Wednesday, August 17th: On the overnight train to Bulgaria myself and the British couple I was sharing a compartment with got woken at 3am by border control. We were meant to arrive in Sofia, Bulgaria at 8:45am but actually arrived at 9:20am.
The British couple and I said goodbye, and then I immediately found myself walking towards Makedonia street with some Belgian and Swiss travellers. We departed after a while and some people along the way gave me directions until I bumped into an Italian traveller looking for the same hostel!
Hostel Mostel – whichs turns out to be the nicest hostel I’ve ever stayed in.

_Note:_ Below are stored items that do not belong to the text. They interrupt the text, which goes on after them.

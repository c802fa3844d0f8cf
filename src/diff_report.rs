/*!
 * Human-review diagnostics.
 *
 * Renders a unified-diff-style summary of original vs corrected entry text so
 * a reviewer can inspect what the alignment changed, plus counts for the
 * non-fatal alignment conditions (unmatched tail, overflow entries).
 */

use std::fmt::Write;

use crate::alignment::AlignmentOutcome;
use crate::subtitle_codec::SubtitleEntry;

/// Render a diff-style report of the changes made to a subtitle track.
///
/// Only changed entries produce a hunk; each hunk is headed by the entry's
/// index and timecode. The summary footer reports changed-entry,
/// unmatched-sentence and overflow-entry counts.
pub fn build_report(
    original: &[SubtitleEntry],
    corrected: &[SubtitleEntry],
    outcome: &AlignmentOutcome,
) -> String {
    let mut report = String::new();
    report.push_str("--- original\n");
    report.push_str("+++ corrected\n");

    let mut changed = 0;
    for (before, after) in original.iter().zip(corrected.iter()) {
        if before.text_lines == after.text_lines {
            continue;
        }
        changed += 1;
        let _ = writeln!(report, "@@ entry {} ({} --> {}) @@", before.index, before.start, before.end);
        for line in &before.text_lines {
            let _ = writeln!(report, "-{}", line);
        }
        for line in &after.text_lines {
            let _ = writeln!(report, "+{}", line);
        }
    }

    let _ = writeln!(report, "# changed entries: {}/{}", changed, original.len());
    let _ = writeln!(report, "# unmatched trailing sentences: {}", outcome.unmatched_tail.len());
    if !outcome.overflow_entries.is_empty() {
        let positions: Vec<String> = outcome
            .overflow_entries
            .iter()
            .map(|idx| original.get(*idx).map_or((idx + 1).to_string(), |e| e.index.to_string()))
            .collect();
        let _ = writeln!(report, "# entries past sentence exhaustion: {}", positions.join(", "));
    }

    report
}
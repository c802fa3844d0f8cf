/*!
 * Reference script normalization.
 *
 * Turns raw Markdown script text into an ordered sequence of sentences,
 * stripped of heading lines and speaker labels. Order of emission equals
 * order of appearance; sentences are never reordered or deduplicated.
 */

use once_cell::sync::Lazy;
use regex::Regex;

use crate::errors::ScriptError;
use crate::simplifier::Simplifier;

// Bracketed speaker annotations, half- or full-width
static SPEAKER_LABEL_REGEX: Lazy<Regex> = Lazy::new(|| {
    Regex::new(r"\[[^\]]*\]|【[^】]*】").unwrap()
});

/// Sentence-final punctuation. The lookahead in [`split_sentences`] keeps the
/// punctuation on the emitted sentence.
const SENTENCE_ENDERS: &[char] = &['。', '．', '！', '？', '…', '!', '?', '.'];

/// One atomic unit of reference text
#[derive(Debug, Clone, PartialEq)]
pub struct ScriptSentence {
    /// Verbatim sentence text after markup/label stripping, used for output
    pub original: String,

    /// Canonical comparison form, used only for scoring
    pub simplified: String,
}

/// Normalize a Markdown script into an ordered sentence sequence.
///
/// Heading lines are dropped entirely, speaker labels are stripped wherever
/// they appear, then text is split first on paragraph boundaries and within
/// each paragraph on sentence-final punctuation. Fails with
/// [`ScriptError::NoSentences`] when nothing survives normalization.
pub fn prepare(markdown: &str, simplifier: &Simplifier) -> Result<Vec<ScriptSentence>, ScriptError> {
    let mut sentences = Vec::new();
    let mut paragraph = String::new();

    let flush = |paragraph: &mut String, sentences: &mut Vec<ScriptSentence>| {
        if !paragraph.trim().is_empty() {
            for fragment in split_sentences(paragraph) {
                sentences.push(ScriptSentence {
                    simplified: simplifier.simplify(&fragment),
                    original: fragment,
                });
            }
        }
        paragraph.clear();
    };

    for line in markdown.lines() {
        let trimmed = line.trim();
        if trimmed.is_empty() {
            flush(&mut paragraph, &mut sentences);
            continue;
        }
        if trimmed.starts_with('#') {
            continue;
        }
        let stripped = SPEAKER_LABEL_REGEX.replace_all(trimmed, "");
        let stripped = stripped.trim();
        if stripped.is_empty() {
            continue;
        }
        if !paragraph.is_empty() {
            paragraph.push(' ');
        }
        paragraph.push_str(stripped);
    }
    flush(&mut paragraph, &mut sentences);

    if sentences.is_empty() {
        return Err(ScriptError::NoSentences);
    }

    Ok(sentences)
}

/// Split a paragraph on sentence-final punctuation, keeping the punctuation
/// attached to its sentence. Runs of enders (ellipses, "？！") stay together.
fn split_sentences(paragraph: &str) -> Vec<String> {
    let mut fragments = Vec::new();
    let mut current = String::new();
    let mut chars = paragraph.chars().peekable();

    while let Some(c) = chars.next() {
        current.push(c);
        if SENTENCE_ENDERS.contains(&c) {
            let next_is_ender = chars.peek().is_some_and(|n| SENTENCE_ENDERS.contains(n));
            if !next_is_ender {
                push_fragment(&mut fragments, &mut current);
            }
        }
    }
    push_fragment(&mut fragments, &mut current);

    fragments
}

/// Move a non-empty trimmed fragment into the output list
fn push_fragment(fragments: &mut Vec<String>, current: &mut String) {
    let trimmed = current.trim();
    if !trimmed.is_empty() {
        fragments.push(trimmed.to_string());
    }
    current.clear();
}
/*!
 * # subalign - Script-to-Subtitle Alignment
 *
 * A Rust library for correcting transcribed SRT subtitles against a reference
 * Markdown script.
 *
 * ## Features
 *
 * - Parse and serialize SRT subtitle files with strict structural validation
 * - Normalize Markdown scripts into ordered sentence sequences
 * - Fuzzy-align script sentences onto subtitle slots while preserving entry
 *   count, sequence numbers, timecodes and markup wrapping
 * - Re-wrap corrected text into bold-tagged lines matching the original shape
 * - Optional dialect rewrite pre-pass via an external provider
 * - Unified-diff-style review report of the applied corrections
 *
 * ## Architecture
 *
 * The library is organized in these main modules:
 * - `app_config`: Configuration management
 * - `subtitle_codec`: SRT model, parser and serializer
 * - `script_normalizer`: Markdown script to sentence sequence
 * - `simplifier`: Canonical comparison form for similarity scoring
 * - `alignment`: Greedy sentence-window alignment engine
 * - `formatter`: Line re-wrapping with markup-style preservation
 * - `diff_report`: Review diagnostics
 * - `rewrite`: Optional dialect rewrite pre-pass
 * - `providers`: Rewrite provider implementations:
 *   - `providers::deepseek`: DeepSeek (OpenAI-compatible) API client
 *   - `providers::mock`: Test double
 * - `file_utils`: File system operations
 * - `app_controller`: Main application controller
 * - `errors`: Custom error types for the application
 *
 * ## License
 *
 * This project is licensed under the MIT License
 */

// Global lints configuration
// These lints will be allowed but not auto-fixed
#![allow(clippy::uninlined_format_args)]
#![allow(clippy::redundant_closure_for_method_calls)]

// Public modules
pub mod alignment;
pub mod app_config;
pub mod app_controller;
pub mod diff_report;
pub mod errors;
pub mod file_utils;
pub mod formatter;
pub mod providers;
pub mod rewrite;
pub mod script_normalizer;
pub mod simplifier;
pub mod subtitle_codec;

// Re-export main types for easier usage
pub use alignment::{AlignmentOutcome, OverflowPolicy, align};
pub use app_config::Config;
pub use app_controller::Controller;
pub use errors::{AppError, RewriteError, ScriptError, SubtitleError};
pub use formatter::{LineWrapStyle, WrapOptions};
pub use script_normalizer::ScriptSentence;
pub use simplifier::Simplifier;
pub use subtitle_codec::{SubtitleEntry, format_srt, parse_srt};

Dropped off my bags and decided to join the Free Sofia Walking Tour at 11am as I was too early to go into my room. I’d never been on a walking tour before and expected it to be really lame and touristic – but it was actually great! Our guide was a very funny historian who was super enthusiastic and made it amazing. They also had lots of other tours to suggest to see more of Bulgaria.
On the way back I walked through a market selling communist era memorabilia and Cathedral of Saint Alexandar Nevski.
Took a walk to the train station and around town for a while before chilling in the common room with the Italian traveller I’d met.
Thursday the Italian traveller and I decided to go on a hiking tour to the Boyana Waterfall. The hike up took about two hours, with a ten minute break, and was super beautiful.
Boyana Waterfall –
and then Boyana Church.
It was a small group and everyone was very friendly.
The tour guide was also very enthusiastic and chatted with us about lots of stuff.
We made friends with some other travellers on the tour, and after, four of us got a recommendation for lunch from our tour guide; the national archive.
A somewhat imposing building, that you can’t enter without giving passport details, turns out to have a café on the top floor with a 360° view of Sofia.
So you can see the weather coming a mile away!
We decided to go to dinner together, too, to a traditional Bulgarian restaurant; Manastirska Magernitza.
One of the other hikers turned out out to be staying in Hostel Mostel so we returned to shower and nap before heading out again.
We all wandered around town after, taking pictures and discussing travelling – and then had to bid goodbye to one of our party. This was surprisingly sad as we’d all known each other less than a day!
We walked back after and went to bed.
Friday I headed to Rila Monastery, a tour which was arranged through the hostel.
They had drivers who drove the two hours out to Rila, which is a lovely drive through some small villages. Going with me were two German and one French traveller.
We stopped into a short hiking route – a short pilgrimage in fact to visit the cave of a monk.
And it turned out you couldn’t come back out from the cave – you had to climb out a small hole in the roof of the cave.
This was actually spectacularly terrifying, even to small woman experienced in circus. But the five of us, including the driver-come-tour-guide survived. We then visited a small chapel dedicated to the mink.
We then carried on to Rila.
We had two hours to walk around.
There was also a lot carefully preserved frescoes.
Also some traditional clothing and information on farming inside some parts of the building.
We left a bit early, as everyone was quite tired, and it turned out it was the driver’s last day before holidays so we figured they wouldn’t mind finishing early.
The next day I would realise I left my travelling partner of five years, Günther, in that car.
I went to the train station and reserved my space on the overnight train to Thessaloniki, Greece. I spent some time before the train in the hostel talking to a Welsh family who’d moved to Bulgaria. When I returned to the train station I bumped into three of the French travellers who’d been on the hiking tour. We chatted until the train arrived – at 11:55pm, 25 minutes late.
I had a compartment to myself this time, which at first seemed great – but then was actually a bit unnerving. But did eventually get to sleep.